“Has anyone started having discussions with their CIO/CEO about moving back to an in-house mail server? I advocate for it” cbronline.com/opinion/microsof Heh heh. Yup.

@lightweight Mail servers are the last thing I think should be in house. Having a badly configured mail server for a few days can lead to years of mail delivery problems.
(This is advocating for contracting someone to run it for you, not to stick with MS)

@lightweight note my experience is in the small end of town.

@LovesTha sure. I agree, in general, although, to be fair, running a mailserver should be "IT Professional 101" level stuff. We have MSFT to thank for the fact that expectations of IT people are so desperately low... Running a mail server really isn't that hard. Been doing it consistently for the past 20+ years.


@LovesTha and, to be honest, we also have MSFT to thank for the fact that email has become such a complex beast (due, largely, to HTML email and historically poor security of MS Windows) and Windows botnets.

@lightweight I do think we could do with a fix for email.

And it isn't like we don't have a replacement for email already. We have so many replacements for email launching every month.

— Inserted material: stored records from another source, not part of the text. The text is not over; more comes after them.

//! Kit resolution for new configs.
//!
//! A config being created is bound to a kit chosen by the first rule that
//! matches:
//!
//! 1. the kit id supplied by the caller, used as-is;
//! 2. the motorcycle's default kit;
//! 3. the motorcycle's newest kit;
//! 4. a freshly created, default "Kit Standard" owned by the requesting user.
//!
//! Only the last rule writes anything.

use crate::{
    core::{
        kit::{self, NewKit, insert_kit},
        motorcycle::get_motorcycle_by_id,
    },
    errors::{Error, Result},
};
use sea_orm::{ConnectionTrait, DatabaseConnection, TransactionTrait};
use serde::Serialize;
use tracing::{debug, info};

/// Which resolution rule produced the kit.
#[derive(Debug, Clone, Copy, PartialEq, Eq, Serialize)]
#[serde(rename_all = "snake_case")]
pub enum KitSource {
    /// Supplied by the caller
    Explicit,
    /// The motorcycle's default kit
    Default,
    /// Newest kit of a motorcycle without a default
    Fallback,
    /// Created because the motorcycle had no kits
    Created,
}

/// Kit a new config should be bound to.
#[derive(Debug, Clone, Copy, PartialEq, Eq, Serialize)]
pub struct ResolvedKit {
    /// Kit the config binds to
    pub effective_kit_id: i64,
    /// Rule that produced the kit
    pub source: KitSource,
}

/// Resolves the kit inside the caller's transaction.
pub(crate) async fn resolve_kit<C>(
    db: &C,
    motorcycle_id: i64,
    explicit_kit_id: Option<i64>,
    requesting_user_id: &str,
) -> Result<ResolvedKit>
where
    C: ConnectionTrait,
{
    if let Some(kit_id) = explicit_kit_id {
        return Ok(ResolvedKit {
            effective_kit_id: kit_id,
            source: KitSource::Explicit,
        });
    }

    if let Some(default_kit) = kit::get_default_kit(db, motorcycle_id).await? {
        return Ok(ResolvedKit {
            effective_kit_id: default_kit.id,
            source: KitSource::Default,
        });
    }

    let kits = kit::get_kits_for_motorcycle(db, motorcycle_id).await?;
    if let Some(newest) = kits.first() {
        debug!(
            "Motorcycle {} has no default kit, falling back to kit {}",
            motorcycle_id, newest.id
        );
        return Ok(ResolvedKit {
            effective_kit_id: newest.id,
            source: KitSource::Fallback,
        });
    }

    get_motorcycle_by_id(db, motorcycle_id)
        .await?
        .ok_or(Error::MotorcycleNotFound { id: motorcycle_id })?;

    let created = insert_kit(db, NewKit::standard(motorcycle_id, requesting_user_id)).await?;
    info!(
        "Motorcycle {} had no kits, created '{}' (ID: {})",
        motorcycle_id, created.name, created.id
    );
    Ok(ResolvedKit {
        effective_kit_id: created.id,
        source: KitSource::Created,
    })
}

/// Resolves the kit a new config for `motorcycle_id` should use, creating a
/// standard kit when the motorcycle has none.
pub async fn resolve_kit_for_config_creation(
    db: &DatabaseConnection,
    motorcycle_id: i64,
    explicit_kit_id: Option<i64>,
    requesting_user_id: &str,
) -> Result<ResolvedKit> {
    let txn = db.begin().await?;
    let resolved = resolve_kit(&txn, motorcycle_id, explicit_kit_id, requesting_user_id).await?;
    txn.commit().await?;
    Ok(resolved)
}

@LovesTha well, yes, email is a technology for an earlier, quainter time. The lack of in-built encryption is a problem. But its distributed model is crucial. Centralised services are exactly not what we need...

@lightweight There are modern solutions to distributed models. (we are using one right now, not an email replacement, but the distributed model of it could be used)

@LovesTha Indeed - messaging build on the Matrix open standard shows promise, as does the ActivityPub standard. Both have a variety of excellent implementations, all open source.